# [WHAT THE TASK ASKS]
Only one span of the listing below should come back. It runs from the line with "the memo. Directory" through the line with "let slug = slugify(&title);", and each of its lines must be reproduced exactly.

# [SUPPLIED DATA]
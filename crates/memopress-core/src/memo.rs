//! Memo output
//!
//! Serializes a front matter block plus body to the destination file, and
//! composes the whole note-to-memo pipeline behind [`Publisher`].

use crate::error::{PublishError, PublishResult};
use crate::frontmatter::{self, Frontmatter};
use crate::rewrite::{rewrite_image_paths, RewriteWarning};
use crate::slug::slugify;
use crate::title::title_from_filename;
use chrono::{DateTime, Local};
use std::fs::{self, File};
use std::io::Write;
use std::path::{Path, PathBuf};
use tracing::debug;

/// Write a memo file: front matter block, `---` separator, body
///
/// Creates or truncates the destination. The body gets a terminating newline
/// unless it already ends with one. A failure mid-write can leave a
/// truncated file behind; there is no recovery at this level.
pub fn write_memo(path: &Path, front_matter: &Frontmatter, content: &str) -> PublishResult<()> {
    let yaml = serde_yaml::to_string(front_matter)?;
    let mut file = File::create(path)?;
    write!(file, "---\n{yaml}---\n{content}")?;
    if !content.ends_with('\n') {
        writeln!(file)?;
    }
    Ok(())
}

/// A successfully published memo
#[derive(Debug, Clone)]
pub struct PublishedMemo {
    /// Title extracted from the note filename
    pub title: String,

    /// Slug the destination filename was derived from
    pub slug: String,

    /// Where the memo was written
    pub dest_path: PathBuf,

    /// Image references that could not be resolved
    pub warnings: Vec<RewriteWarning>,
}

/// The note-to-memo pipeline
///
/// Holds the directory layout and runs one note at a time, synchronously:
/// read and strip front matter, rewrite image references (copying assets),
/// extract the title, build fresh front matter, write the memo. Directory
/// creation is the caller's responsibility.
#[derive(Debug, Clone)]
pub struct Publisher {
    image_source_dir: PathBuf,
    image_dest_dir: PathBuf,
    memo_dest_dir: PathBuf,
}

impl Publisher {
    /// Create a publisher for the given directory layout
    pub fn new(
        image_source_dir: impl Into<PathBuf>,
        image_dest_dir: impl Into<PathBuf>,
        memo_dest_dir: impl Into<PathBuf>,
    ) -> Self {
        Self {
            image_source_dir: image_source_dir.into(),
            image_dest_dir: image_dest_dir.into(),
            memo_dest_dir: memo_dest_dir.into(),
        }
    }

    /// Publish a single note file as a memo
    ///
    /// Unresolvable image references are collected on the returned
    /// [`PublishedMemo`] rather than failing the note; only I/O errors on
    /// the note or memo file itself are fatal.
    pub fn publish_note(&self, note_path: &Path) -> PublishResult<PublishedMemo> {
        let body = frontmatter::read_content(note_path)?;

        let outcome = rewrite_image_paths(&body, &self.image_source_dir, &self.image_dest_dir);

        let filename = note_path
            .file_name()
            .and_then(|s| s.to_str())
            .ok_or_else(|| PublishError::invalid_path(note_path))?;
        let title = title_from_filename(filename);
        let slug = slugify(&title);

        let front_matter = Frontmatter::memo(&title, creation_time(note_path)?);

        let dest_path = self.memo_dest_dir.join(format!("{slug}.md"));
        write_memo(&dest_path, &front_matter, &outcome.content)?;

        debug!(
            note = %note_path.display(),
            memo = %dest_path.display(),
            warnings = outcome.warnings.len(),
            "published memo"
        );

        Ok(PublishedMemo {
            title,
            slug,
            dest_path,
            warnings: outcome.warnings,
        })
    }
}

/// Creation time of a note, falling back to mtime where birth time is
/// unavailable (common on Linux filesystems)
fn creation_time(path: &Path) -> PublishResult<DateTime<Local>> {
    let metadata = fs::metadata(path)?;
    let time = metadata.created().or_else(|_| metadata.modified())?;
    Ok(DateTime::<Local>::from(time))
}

# [SOLUTION]
/// extract the title, build fresh front matter, write the memo. Directory
/// creation is the caller's responsibility.
#[derive(Debug, Clone)]
pub struct Publisher {
    image_source_dir: PathBuf,
    image_dest_dir: PathBuf,
    memo_dest_dir: PathBuf,
}

impl Publisher {
    /// Create a publisher for the given directory layout
    pub fn new(
        image_source_dir: impl Into<PathBuf>,
        image_dest_dir: impl Into<PathBuf>,
        memo_dest_dir: impl Into<PathBuf>,
    ) -> Self {
        Self {
            image_source_dir: image_source_dir.into(),
            image_dest_dir: image_dest_dir.into(),
            memo_dest_dir: memo_dest_dir.into(),
        }
    }

    /// Publish a single note file as a memo
    ///
    /// Unresolvable image references are collected on the returned
    /// [`PublishedMemo`] rather than failing the note; only I/O errors on
    /// the note or memo file itself are fatal.
    pub fn publish_note(&self, note_path: &Path) -> PublishResult<PublishedMemo> {
        let body = frontmatter::read_content(note_path)?;

        let outcome = rewrite_image_paths(&body, &self.image_source_dir, &self.image_dest_dir);

        let filename = note_path
            .file_name()
            .and_then(|s| s.to_str())
            .ok_or_else(|| PublishError::invalid_path(note_path))?;
        let title = title_from_filename(filename);
        let slug = slugify(&title);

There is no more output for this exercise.